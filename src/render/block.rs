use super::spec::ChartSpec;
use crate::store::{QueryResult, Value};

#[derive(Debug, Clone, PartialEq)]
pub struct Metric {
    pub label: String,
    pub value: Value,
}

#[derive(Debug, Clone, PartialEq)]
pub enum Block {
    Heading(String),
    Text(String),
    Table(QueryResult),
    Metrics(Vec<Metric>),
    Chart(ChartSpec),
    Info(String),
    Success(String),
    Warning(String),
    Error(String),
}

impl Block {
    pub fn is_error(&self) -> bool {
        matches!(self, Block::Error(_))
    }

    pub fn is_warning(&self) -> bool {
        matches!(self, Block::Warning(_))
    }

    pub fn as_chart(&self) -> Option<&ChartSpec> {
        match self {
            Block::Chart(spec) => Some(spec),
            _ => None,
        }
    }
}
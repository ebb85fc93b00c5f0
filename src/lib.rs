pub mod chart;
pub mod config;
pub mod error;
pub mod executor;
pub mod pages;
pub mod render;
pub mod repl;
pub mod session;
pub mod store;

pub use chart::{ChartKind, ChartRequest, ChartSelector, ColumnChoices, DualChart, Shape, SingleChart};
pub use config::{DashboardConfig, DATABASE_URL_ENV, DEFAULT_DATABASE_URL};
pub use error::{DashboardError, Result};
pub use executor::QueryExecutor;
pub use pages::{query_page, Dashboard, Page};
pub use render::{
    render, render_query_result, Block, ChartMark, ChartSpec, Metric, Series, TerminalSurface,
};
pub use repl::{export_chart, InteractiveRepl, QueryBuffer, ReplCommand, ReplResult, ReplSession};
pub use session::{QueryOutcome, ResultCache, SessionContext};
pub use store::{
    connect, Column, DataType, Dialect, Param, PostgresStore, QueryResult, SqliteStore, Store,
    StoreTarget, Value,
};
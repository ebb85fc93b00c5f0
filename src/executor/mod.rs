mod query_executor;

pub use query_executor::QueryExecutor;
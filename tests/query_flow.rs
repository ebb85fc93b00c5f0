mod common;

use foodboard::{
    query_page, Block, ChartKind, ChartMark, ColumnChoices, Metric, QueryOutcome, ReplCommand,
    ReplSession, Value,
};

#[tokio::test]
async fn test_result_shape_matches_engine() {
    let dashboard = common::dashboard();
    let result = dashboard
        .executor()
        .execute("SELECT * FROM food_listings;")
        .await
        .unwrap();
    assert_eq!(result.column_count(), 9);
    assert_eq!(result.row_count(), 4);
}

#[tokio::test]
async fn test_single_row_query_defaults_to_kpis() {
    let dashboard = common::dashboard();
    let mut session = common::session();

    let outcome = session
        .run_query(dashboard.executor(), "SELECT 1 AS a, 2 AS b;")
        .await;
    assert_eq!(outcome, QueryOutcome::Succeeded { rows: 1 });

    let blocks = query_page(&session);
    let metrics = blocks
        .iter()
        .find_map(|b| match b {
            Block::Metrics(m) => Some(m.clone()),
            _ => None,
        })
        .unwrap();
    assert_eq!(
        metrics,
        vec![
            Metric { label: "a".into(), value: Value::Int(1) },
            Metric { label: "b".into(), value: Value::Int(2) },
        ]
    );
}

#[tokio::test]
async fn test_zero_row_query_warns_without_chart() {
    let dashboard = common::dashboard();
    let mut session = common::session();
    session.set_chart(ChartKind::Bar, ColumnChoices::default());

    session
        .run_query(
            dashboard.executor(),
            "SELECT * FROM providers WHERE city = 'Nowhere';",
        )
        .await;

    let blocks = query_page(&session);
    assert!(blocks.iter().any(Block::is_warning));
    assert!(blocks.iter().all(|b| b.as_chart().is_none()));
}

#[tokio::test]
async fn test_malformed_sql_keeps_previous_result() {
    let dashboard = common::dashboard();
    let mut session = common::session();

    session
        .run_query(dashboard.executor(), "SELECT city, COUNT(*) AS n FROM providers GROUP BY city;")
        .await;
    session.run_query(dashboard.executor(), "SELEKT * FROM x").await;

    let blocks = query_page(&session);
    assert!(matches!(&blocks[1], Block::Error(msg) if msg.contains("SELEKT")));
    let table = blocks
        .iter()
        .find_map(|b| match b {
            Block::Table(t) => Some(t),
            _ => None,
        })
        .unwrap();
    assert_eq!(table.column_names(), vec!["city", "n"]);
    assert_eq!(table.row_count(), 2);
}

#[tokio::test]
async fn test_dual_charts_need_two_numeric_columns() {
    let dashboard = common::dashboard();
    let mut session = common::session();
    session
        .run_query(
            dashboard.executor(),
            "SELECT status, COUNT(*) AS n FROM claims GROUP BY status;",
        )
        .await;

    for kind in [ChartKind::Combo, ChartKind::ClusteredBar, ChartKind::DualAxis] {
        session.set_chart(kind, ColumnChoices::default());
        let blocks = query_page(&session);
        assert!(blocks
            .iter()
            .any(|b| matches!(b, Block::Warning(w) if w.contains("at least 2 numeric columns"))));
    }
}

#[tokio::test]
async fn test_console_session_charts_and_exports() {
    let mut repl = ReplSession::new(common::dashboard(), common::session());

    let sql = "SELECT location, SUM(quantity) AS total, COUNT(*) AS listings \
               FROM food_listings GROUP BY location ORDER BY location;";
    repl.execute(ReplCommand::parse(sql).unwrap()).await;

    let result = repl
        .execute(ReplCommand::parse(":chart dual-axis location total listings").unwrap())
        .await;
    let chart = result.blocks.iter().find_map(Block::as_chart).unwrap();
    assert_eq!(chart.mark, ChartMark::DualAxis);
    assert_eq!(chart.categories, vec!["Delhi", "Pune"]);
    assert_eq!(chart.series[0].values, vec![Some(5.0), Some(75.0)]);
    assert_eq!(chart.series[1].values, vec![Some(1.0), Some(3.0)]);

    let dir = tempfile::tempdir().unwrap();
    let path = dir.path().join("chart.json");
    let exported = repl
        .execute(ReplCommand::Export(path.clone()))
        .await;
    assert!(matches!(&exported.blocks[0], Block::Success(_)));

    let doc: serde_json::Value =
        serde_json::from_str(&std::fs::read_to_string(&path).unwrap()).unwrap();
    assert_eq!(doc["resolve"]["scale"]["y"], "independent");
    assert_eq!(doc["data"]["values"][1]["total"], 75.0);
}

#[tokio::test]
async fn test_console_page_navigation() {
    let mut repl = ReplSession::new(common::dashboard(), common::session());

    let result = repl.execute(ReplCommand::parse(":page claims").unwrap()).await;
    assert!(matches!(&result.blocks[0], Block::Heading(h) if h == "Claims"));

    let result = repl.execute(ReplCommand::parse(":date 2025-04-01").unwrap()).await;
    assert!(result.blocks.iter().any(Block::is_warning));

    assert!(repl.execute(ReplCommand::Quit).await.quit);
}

=-=-=

### Your objective
Please output each record exactly as it appears above.

### Output for this exercise
filename src/render/block.rs
use super::spec::ChartSpec;
use crate::store::{QueryResult, Value};

#[derive(Debug, Clone, PartialEq)]
pub struct Metric {
    pub label: String,
    pub value: Value,
}

#[derive(Debug, Clone, PartialEq)]
pub enum Block {
    Heading(String),
    Text(String),
    Table(QueryResult),
    Metrics(Vec<Metric>),
    Chart(ChartSpec),
    Info(String),
    Success(String),
    Warning(String),
    Error(String),
}

impl Block {
    pub fn is_error(&self) -> bool {
        matches!(self, Block::Error(_))
    }

    pub fn is_warning(&self) -> bool {
        matches!(self, Block::Warning(_))
    }

    pub fn as_chart(&self) -> Option<&ChartSpec> {
        match self {
            Block::Chart(spec) => Some(spec),
            _ => None,
        }
    }
}
repository ebb85fc93b00c5f0
filename src/lib.rs
pub mod chart;
pub mod config;
pub mod error;
pub mod executor;
pub mod pages;
pub mod render;
pub mod repl;
pub mod session;
pub mod store;

pub use chart::{ChartKind, ChartRequest, ChartSelector, ColumnChoices, DualChart, Shape, SingleChart};
pub use config::{DashboardConfig, DATABASE_URL_ENV, DEFAULT_DATABASE_URL};
pub use error::{DashboardError, Result};
pub use executor::QueryExecutor;
pub use pages::{query_page, Dashboard, Page};
pub use render::{
    render, render_query_result, Block, ChartMark, ChartSpec, Metric, Series, TerminalSurface,
};
pub use repl::{export_chart, InteractiveRepl, QueryBuffer, ReplCommand, ReplResult, ReplSession};
pub use session::{QueryOutcome, ResultCache, SessionContext};
pub use store::{
    connect, Column, DataType, Dialect, Param, PostgresStore, QueryResult, SqliteStore, Store,
    StoreTarget, Value,
};
repository ebb85fc93b00c5f0
filename src/executor/mod.rs
mod query_executor;

pub use query_executor::QueryExecutor;
filename tests/query_flow.rs
repository ebb85fc93b00c5f0
mod common;

use foodboard::{
    query_page, Block, ChartKind, ChartMark, ColumnChoices, Metric, QueryOutcome, ReplCommand,
    ReplSession, Value,
};

#[tokio::test]
async fn test_result_shape_matches_engine() {
    let dashboard = common::dashboard();
    let result = dashboard
        .executor()
        .execute("SELECT * FROM food_listings;")
        .await
        .unwrap();
    assert_eq!(result.column_count(), 9);
    assert_eq!(result.row_count(), 4);
}

#[tokio::test]
async fn test_single_row_query_defaults_to_kpis() {
    let dashboard = common::dashboard();
    let mut session = common::session();

    let outcome = session
        .run_query(dashboard.executor(), "SELECT 1 AS a, 2 AS b;")
        .await;
    assert_eq!(outcome, QueryOutcome::Succeeded { rows: 1 });

    let blocks = query_page(&session);
    let metrics = blocks
        .iter()
        .find_map(|b| match b {
            Block::Metrics(m) => Some(m.clone()),
            _ => None,
        })
        .unwrap();
    assert_eq!(
        metrics,
        vec![
            Metric { label: "a".into(), value: Value::Int(1) },
            Metric { label: "b".into(), value: Value::Int(2) },
        ]
    );
}

#[tokio::test]
async fn test_zero_row_query_warns_without_chart() {
    let dashboard = common::dashboard();
    let mut session = common::session();
    session.set_chart(ChartKind::Bar, ColumnChoices::default());

    session
        .run_query(
            dashboard.executor(),
            "SELECT * FROM providers WHERE city = 'Nowhere';",
        )
        .await;

    let blocks = query_page(&session);
    assert!(blocks.iter().any(Block::is_warning));
    assert!(blocks.iter().all(|b| b.as_chart().is_none()));
}

#[tokio::test]
async fn test_malformed_sql_keeps_previous_result() {
    let dashboard = common::dashboard();
    let mut session = common::session();

    session
        .run_query(dashboard.executor(), "SELECT city, COUNT(*) AS n FROM providers GROUP BY city;")
        .await;
    session.run_query(dashboard.executor(), "SELEKT * FROM x").await;

    let blocks = query_page(&session);
    assert!(matches!(&blocks[1], Block::Error(msg) if msg.contains("SELEKT")));
    let table = blocks
        .iter()
        .find_map(|b| match b {
            Block::Table(t) => Some(t),
            _ => None,
        })
        .unwrap();
    assert_eq!(table.column_names(), vec!["city", "n"]);
    assert_eq!(table.row_count(), 2);
}

#[tokio::test]
async fn test_dual_charts_need_two_numeric_columns() {
    let dashboard = common::dashboard();
    let mut session = common::session();
    session
        .run_query(
            dashboard.executor(),
            "SELECT status, COUNT(*) AS n FROM claims GROUP BY status;",
        )
        .await;

    for kind in [ChartKind::Combo, ChartKind::ClusteredBar, ChartKind::DualAxis] {
        session.set_chart(kind, ColumnChoices::default());
        let blocks = query_page(&session);
        assert!(blocks
            .iter()
            .any(|b| matches!(b, Block::Warning(w) if w.contains("at least 2 numeric columns"))));
    }
}

#[tokio::test]
async fn test_console_session_charts_and_exports() {
    let mut repl = ReplSession::new(common::dashboard(), common::session());

    let sql = "SELECT location, SUM(quantity) AS total, COUNT(*) AS listings \
               FROM food_listings GROUP BY location ORDER BY location;";
    repl.execute(ReplCommand::parse(sql).unwrap()).await;

    let result = repl
        .execute(ReplCommand::parse(":chart dual-axis location total listings").unwrap())
        .await;
    let chart = result.blocks.iter().find_map(Block::as_chart).unwrap();
    assert_eq!(chart.mark, ChartMark::DualAxis);
    assert_eq!(chart.categories, vec!["Delhi", "Pune"]);
    assert_eq!(chart.series[0].values, vec![Some(5.0), Some(75.0)]);
    assert_eq!(chart.series[1].values, vec![Some(1.0), Some(3.0)]);

    let dir = tempfile::tempdir().unwrap();
    let path = dir.path().join("chart.json");
    let exported = repl
        .execute(ReplCommand::Export(path.clone()))
        .await;
    assert!(matches!(&exported.blocks[0], Block::Success(_)));

    let doc: serde_json::Value =
        serde_json::from_str(&std::fs::read_to_string(&path).unwrap()).unwrap();
    assert_eq!(doc["resolve"]["scale"]["y"], "independent");
    assert_eq!(doc["data"]["values"][1]["total"], 75.0);
}

#[tokio::test]
async fn test_console_page_navigation() {
    let mut repl = ReplSession::new(common::dashboard(), common::session());

    let result = repl.execute(ReplCommand::parse(":page claims").unwrap()).await;
    assert!(matches!(&result.blocks[0], Block::Heading(h) if h == "Claims"));

    let result = repl.execute(ReplCommand::parse(":date 2025-04-01").unwrap()).await;
    assert!(result.blocks.iter().any(Block::is_warning));

    assert!(repl.execute(ReplCommand::Quit).await.quit);
}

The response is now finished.